Table 1 Participants’ characteristics.

a n = 562.
b n = 432.
c n = 300.
d n = 256.
All analyses were conducted with structural equation modeling (SEM) using the sem function in lavaan ver. 0.5–20 [Reference Rosseel52] in R, version 3.2.3. Reported path coefficients are completely standardized. Reported overall total effect, overall direct effect, and overall indirect effect coefficients are unstandardized. The following indices and cut-off criteria were used to assess the fit between hypothesized models and the data: CFI ≥ 0.90, SRMR ≤ 0.08 [Reference Hu and Bentler53]; RMSEA ≤ 0.08 [Reference MacCallum, Browne and Sugawara54]. Maximum likelihood procedure with robust standard errors and a scaled test statistic, asymptotically equaling Yuan–Bentler test statistic, was used to correct for non-normal distribution. As we found that the frequency of psychotic experiences across measurement points was not missing completely at random (MCAR; χ 2(16) = 101.73, P < .001), subsequent analyses used full information maximum likelihood (FIML) with a missing at random (MAR) assumption. Variable inter-correlations and missing status are shown in Supplementary Table 1.
Before testing the mediation hypotheses, we computed an autocorrelation model to test the precondition that CT, ER and psychotic experiences are correlated and within-construct autoregressive models to test the precondition that the values of variables at future time points depend at least in part on their respective values at earlier time points.
The mediation analysis was based on Baron and Kenny's [Reference Baron and Kenny55] principles for mediation and followed suggestions by Cole and Maxwell [Reference Cole and Maxwell56] for mediation testing in longitudinal designs. First, we examined the prospective paths from CT at T0 to frequency and distress of psychotic experiences at T1–T3 (path c), CT to ER at T1–T3 (path a), and ER at T1–T3 to frequency and distress of psychotic experiences at T1–T3 (path b) in separate models.
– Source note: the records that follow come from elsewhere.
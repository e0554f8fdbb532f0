//! Port-forward tunnels into the cluster.
//!
//! A [`Tunnel`] wraps a `kubectl port-forward` child process. The local port
//! is learned from the `Forwarding from 127.0.0.1:PORT -> REMOTE` line kubectl
//! prints once the listener is up, so a local port of `0` lets kubectl choose
//! a free one.

use std::fmt;
use std::net::SocketAddr;
use std::time::Duration;

use chartcheck_core::ShellCommand;
use chartcheck_core::config::WaitConfig;
use chartcheck_core::shell;
use tokio::io::{AsyncBufReadExt, BufReader};
use tokio::process::Child;
use tracing::{debug, info, warn};

use crate::K8sError;
use crate::client::KubeClient;
use crate::options::KubectlOptions;
use crate::readiness::{
    get_attachable_pod_for_service, wait_until_pod_available, wait_until_service_available,
};

const FORWARDING_PREFIX: &str = "Forwarding from ";

/// Kind of resource a tunnel targets.
#[derive(Debug, Clone, Copy, PartialEq, Eq)]
pub enum ResourceType {
    Pod,
    Service,
    Deployment,
}

impl ResourceType {
    pub fn as_str(&self) -> &'static str {
        match self {
            Self::Pod => "pod",
            Self::Service => "service",
            Self::Deployment => "deployment",
        }
    }
}

impl fmt::Display for ResourceType {
    fn fmt(&self, f: &mut fmt::Formatter<'_>) -> fmt::Result {
        f.write_str(self.as_str())
    }
}

/// A port-forward from `127.0.0.1` to a port of a cluster resource.
///
/// The child process is killed on [`close`](Tunnel::close) or when the tunnel
/// is dropped.
#[derive(Debug)]
pub struct Tunnel {
    options: KubectlOptions,
    resource_type: ResourceType,
    resource_name: String,
    local_port: u16,
    remote_port: u16,
    child: Option<Child>,
    local_addr: Option<SocketAddr>,
}

impl Tunnel {
    /// Describe a tunnel. Nothing runs until [`forward_port`](Tunnel::forward_port).
    pub fn new(
        options: &KubectlOptions,
        resource_type: ResourceType,
        resource_name: impl Into<String>,
        local_port: u16,
        remote_port: u16,
    ) -> Self {
        Self {
            options: options.clone(),
            resource_type,
            resource_name: resource_name.into(),
            local_port,
            remote_port,
            child: None,
            local_addr: None,
        }
    }

    /// `TYPE/NAME`
    pub fn target(&self) -> String {
        format!("{}/{}", self.resource_type, self.resource_name)
    }

    pub fn remote_port(&self) -> u16 {
        self.remote_port
    }

    /// The `kubectl port-forward` invocation for this tunnel.
    pub fn command(&self) -> ShellCommand {
        let ports = if self.local_port == 0 {
            format!(":{}", self.remote_port)
        } else {
            format!("{}:{}", self.local_port, self.remote_port)
        };
        self.options.command([
            "port-forward".to_owned(),
            self.target(),
            ports,
            "--address".to_owned(),
            "127.0.0.1".to_owned(),
        ])
    }

    /// Start the port-forward and wait until kubectl reports the listener.
    pub async fn forward_port(&mut self, timeout: Duration) -> Result<(), K8sError> {
        let command = self.command();
        self.forward_with(&command, timeout).await
    }

    async fn forward_with(&mut self, command: &ShellCommand, timeout: Duration) -> Result<(), K8sError> {
        let target = self.target();
        let mut child = shell::spawn(command)?;

        let stdout = child.stdout.take().ok_or_else(|| K8sError::Tunnel {
            target: target.clone(),
            reason: "stdout not captured".to_owned(),
        })?;
        if let Some(stderr) = child.stderr.take() {
            let target = target.clone();
            tokio::spawn(async move {
                let mut lines = BufReader::new(stderr).lines();
                while let Ok(Some(line)) = lines.next_line().await {
                    warn!(resource = %target, "port-forward: {line}");
                }
            });
        }

        let mut lines = BufReader::new(stdout).lines();
        let wait_for_listener = async {
            loop {
                match lines.next_line().await {
                    Ok(Some(line)) => {
                        debug!(resource = %target, "port-forward: {line}");
                        if let Some(addr) = parse_forwarding_line(&line) {
                            return Ok(addr);
                        }
                    }
                    Ok(None) => return Err("port-forward exited before listening".to_owned()),
                    Err(e) => return Err(e.to_string()),
                }
            }
        };

        let addr = match tokio::time::timeout(timeout, wait_for_listener).await {
            Ok(Ok(addr)) => addr,
            Ok(Err(reason)) => return Err(K8sError::Tunnel { target, reason }),
            Err(_) => {
                return Err(K8sError::Tunnel {
                    target,
                    reason: format!("no listener after {timeout:?}"),
                });
            }
        };

        // keep the pipe drained so kubectl never blocks on a full stdout
        let drain_target = target.clone();
        tokio::spawn(async move {
            while let Ok(Some(line)) = lines.next_line().await {
                debug!(resource = %drain_target, "port-forward: {line}");
            }
        });

        info!(resource = %target, local = %addr, remote = self.remote_port, "tunnel open");
        self.child = Some(child);
        self.local_addr = Some(addr);
        Ok(())
    }

    /// Local address of an open tunnel.
    pub fn local_addr(&self) -> Option<SocketAddr> {
        self.local_addr
    }

    /// `127.0.0.1:PORT` of an open tunnel.
    pub fn endpoint(&self) -> Result<String, K8sError> {
        self.local_addr
            .map(|addr| addr.to_string())
            .ok_or_else(|| K8sError::Tunnel {
                target: self.target(),
                reason: "tunnel is not open".to_owned(),
            })
    }

    /// Kill the port-forward process and wait for it to exit.
    pub async fn close(&mut self) {
        self.local_addr = None;
        if let Some(mut child) = self.child.take() {
            if let Err(e) = child.kill().await {
                warn!(resource = %self.target(), error = %e, "failed to stop port-forward");
            } else {
                info!(resource = %self.target(), "tunnel closed");
            }
        }
    }
}

/// Local address from a `Forwarding from 127.0.0.1:PORT -> REMOTE` line.
pub fn parse_forwarding_line(line: &str) -> Option<SocketAddr> {
    let rest = line.trim().strip_prefix(FORWARDING_PREFIX)?;
    let (local, _remote) = rest.split_once(" -> ")?;
    local.trim().parse().ok()
}

/// Wait for the service and one of its pods, then describe a tunnel to the
/// service. The tunnel still has to be opened with `forward_port`.
pub async fn create_tunnel_from_service<C: KubeClient>(
    client: &C,
    service_name: &str,
    remote_port: u16,
    wait: &WaitConfig,
) -> Result<Tunnel, K8sError> {
    wait_until_service_available(client, service_name, wait.pod_retries, wait.sleep()).await?;
    let pod = get_attachable_pod_for_service(client, service_name).await?;
    let pod_name = pod.metadata.name.unwrap_or_default();
    wait_until_pod_available(client, &pod_name, wait.pod_retries, wait.sleep()).await?;

    Ok(Tunnel::new(
        client.options(),
        ResourceType::Service,
        service_name,
        0,
        remote_port,
    ))
}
Specifically, we examined path b with a cross-lagged panel model to take into account various sources of error such as the stability of the variables, cross-sectional associations, prior associations and the possibility of a reverse pathway.
According to Cole and Maxwell [Reference Cole and Maxwell56], path c (in this case the path from CT-PE to the final follow-up at T3) needs to be significant in order to conduct the longitudinal mediation analysis and compute the overall total, direct and indirect effect coefficients. These effect coefficients were considered significant if the bias-corrected bootstrap 95% confidence interval (BCa CI) did not include zero [Reference Cheung and Lau57]. ER was considered a significant mediator if the indirect effect coefficient was significant [Reference Mayer, Thoemmes, Rose, Steyer and West58].
2. Results
2.1. Participant characteristics
The participants were 24.31 years old on average and 49.3% were female. Moreover, 32.6% (n = 183) reported a life-time mental diagnosis, and 3.7% (n = 21) reported a current diagnosis of psychotic disorder. Slightly more than half (60.1%, n = 338) reported childhood abuse. Specifically, 45.9% (n = 258) of the participants reported to be victims of emotional neglect, 38.3% (n = 215) of psychological abuse, 31.1% (n = 175), and 18.5% (n = 104) of sexual abuse. Detailed participant characteristics are provided in Table 1.
2.2. Preliminary analyses
The autocorrelation model showed that CT, ER, and psychotic experiences (symptom frequency and distress) were significantly inter-correlated in the expected directions at all measurement time points. The within-construct longitudinal models showed that ER and psychotic experiences at a given assessment time-point predicted the respective variable at the next time-point, which demonstrates sufficient stability across time. Additionally, all fit indices were met, indicating that the parameters can be interpreted (see Table 2).
Table 2 Fit indices of the tested models.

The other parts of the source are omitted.